Ein Mann erstattete im Oktober 2024 beim Kanton Tessin Strafanzeige gegen drei Personen wegen mutmasslicher Vermögensdelikte und Drohung. Der zuständige Staatsanwalt entschied jedoch bereits kurz darauf, keine Strafuntersuchung zu eröffnen. Der Anzeigeerstatter wehrte sich dagegen vor dem Tessiner Appellationsgericht – ebenfalls ohne Erfolg. Das Gericht wies seine Beschwerde ab, soweit es überhaupt darauf eintrat.
In der Folge gelangte der Mann ans Bundesgericht. Er verlangte, die Entscheidung des Appellationsgerichts aufzuheben und die Sache an die Staatsanwaltschaft zurückzuweisen, damit diese eine Strafuntersuchung einleite. Hilfsweise beantragte er, die Sache zur neuen Beurteilung ans kantonale Gericht zurückzusenden.

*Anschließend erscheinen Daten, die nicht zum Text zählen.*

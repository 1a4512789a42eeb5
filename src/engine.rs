use crate::cache::{CacheLayer, CacheStats, MemoryStore, SharedCacheStore};
use crate::config::EngineConfig;
use crate::corpus::{Keyword, KeywordIndex, KeywordSnapshot, LinkBuilder, PathLinkBuilder};
use crate::error::EngineError;
use crate::matcher::CompiledMatcher;
use crate::render;
use rayon::prelude::*;
use std::sync::Arc;
use tracing::info;

/// Renders keyword descriptions with every known keyword autolinked.
///
/// Owns the keyword index and both cache tiers. Every corpus mutation goes
/// through this type so the index swap and the cache invalidation happen
/// together under the index writer lock.
pub struct Autolinker {
    config: EngineConfig,
    index: KeywordIndex,
    cache: Arc<CacheLayer>,
    links: Arc<dyn LinkBuilder>,
}

impl Autolinker {
    pub fn new(config: EngineConfig, shared: Arc<dyn SharedCacheStore>) -> Self {
        let links = Arc::new(PathLinkBuilder::new(config.link_base_path.clone()));
        Self::with_link_builder(config, shared, links)
    }

    pub fn with_link_builder(
        config: EngineConfig,
        shared: Arc<dyn SharedCacheStore>,
        links: Arc<dyn LinkBuilder>,
    ) -> Self {
        let cache = Arc::new(CacheLayer::new(&config, shared));
        let index = KeywordIndex::new().with_listener(cache.clone());
        Self {
            config,
            index,
            cache,
            links,
        }
    }

    /// Default configuration backed by an in-process shared store.
    pub fn in_memory() -> Self {
        Self::new(EngineConfig::default(), Arc::new(MemoryStore::new()))
    }

    pub fn config(&self) -> &EngineConfig {
        &self.config
    }

    pub fn snapshot(&self) -> Arc<KeywordSnapshot> {
        self.index.snapshot()
    }

    pub fn generation(&self) -> u64 {
        self.index.generation()
    }

    pub fn cache_stats(&self) -> CacheStats {
        self.cache.stats()
    }

    /// Renders the description of `keyword`, serving from cache when the
    /// corpus has not changed since the last render.
    pub fn render_description(
        &self,
        keyword: &str,
        description: &str,
    ) -> Result<String, EngineError> {
        if description.is_empty() {
            return Ok(String::new());
        }
        let snapshot = self.index.snapshot();
        let generation = snapshot.generation();
        if let Some(html) = self.cache.get(keyword, generation) {
            return Ok(html);
        }
        let matcher = self.cache.matcher_for(&snapshot)?;
        let html = render::render(description, &matcher, &self.config.line_break, |kw| {
            snapshot.link_for(kw)
        })?;
        self.cache.put(keyword, generation, &html);
        Ok(html)
    }

    /// Renders a page of entries in parallel, one result per entry.
    pub fn render_many<K, D>(&self, entries: &[(K, D)]) -> Vec<Result<String, EngineError>>
    where
        K: AsRef<str> + Sync,
        D: AsRef<str> + Sync,
    {
        entries
            .par_iter()
            .map(|(keyword, description)| {
                self.render_description(keyword.as_ref(), description.as_ref())
            })
            .collect()
    }

    /// Matcher for the current corpus, shared with the render path.
    pub fn matcher(&self) -> Result<Arc<CompiledMatcher>, EngineError> {
        let snapshot = self.index.snapshot();
        Ok(self.cache.matcher_for(&snapshot)?)
    }

    /// Adds or refreshes a keyword. Returns the new generation.
    pub fn upsert(&self, keyword: &str) -> Result<u64, EngineError> {
        let link = self.links.link_html(keyword);
        let snapshot = self.index.upsert(keyword, link)?;
        Ok(snapshot.generation())
    }

    /// Removes a keyword. Returns the new generation, or `None` when the
    /// keyword was unknown and nothing changed.
    pub fn remove(&self, keyword: &str) -> Option<u64> {
        self.index
            .remove(keyword)
            .map(|snapshot| snapshot.generation())
    }

    /// Replaces the whole corpus and invalidates every cache tier once.
    pub fn reset_corpus<I, S>(&self, keywords: I) -> Result<u64, EngineError>
    where
        I: IntoIterator<Item = S>,
        S: AsRef<str>,
    {
        let keywords = keywords
            .into_iter()
            .map(|text| {
                let text = text.as_ref();
                Keyword::new(text, self.links.link_html(text))
            })
            .collect::<Result<Vec<_>, _>>()?;
        let snapshot = self.index.replace_all(keywords)?;
        info!(
            generation = snapshot.generation(),
            keywords = snapshot.len(),
            "keyword corpus reset"
        );
        Ok(snapshot.generation())
    }
}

Das Bundesgericht trat auf die Beschwerde nicht ein. Wer als Anzeigeerstatter ans Bundesgericht gelangen will, muss darlegen, inwiefern ein Strafverfahren auch seine zivilrechtlichen Ansprüche – etwa Schadenersatzforderungen – beeinflussen würde. Genau das unterliess der Mann: Er erklärte nicht, welche konkreten zivilrechtlichen Ansprüche er aus den angezeigten Vorfällen ableiten würde. Damit fehlte ihm die notwendige Berechtigung, das Urteil des Appellationsgerichts beim Bundesgericht anzufechten.
Das Bundesgericht hielt zudem fest, dass der Mann auch keine formellen Verfahrensfehler geltend machte, die unabhängig von der inhaltlichen Beurteilung hätten geprüft werden können. Seine Rügen zielten ausschliesslich darauf ab, die Entscheidung, keine Strafuntersuchung zu eröffnen, inhaltlich in Frage zu stellen – was ihm ohne die erforderliche Berechtigung verwehrt ist. Die Gerichtskosten von 800 Franken trägt der Anzeigeerstatter.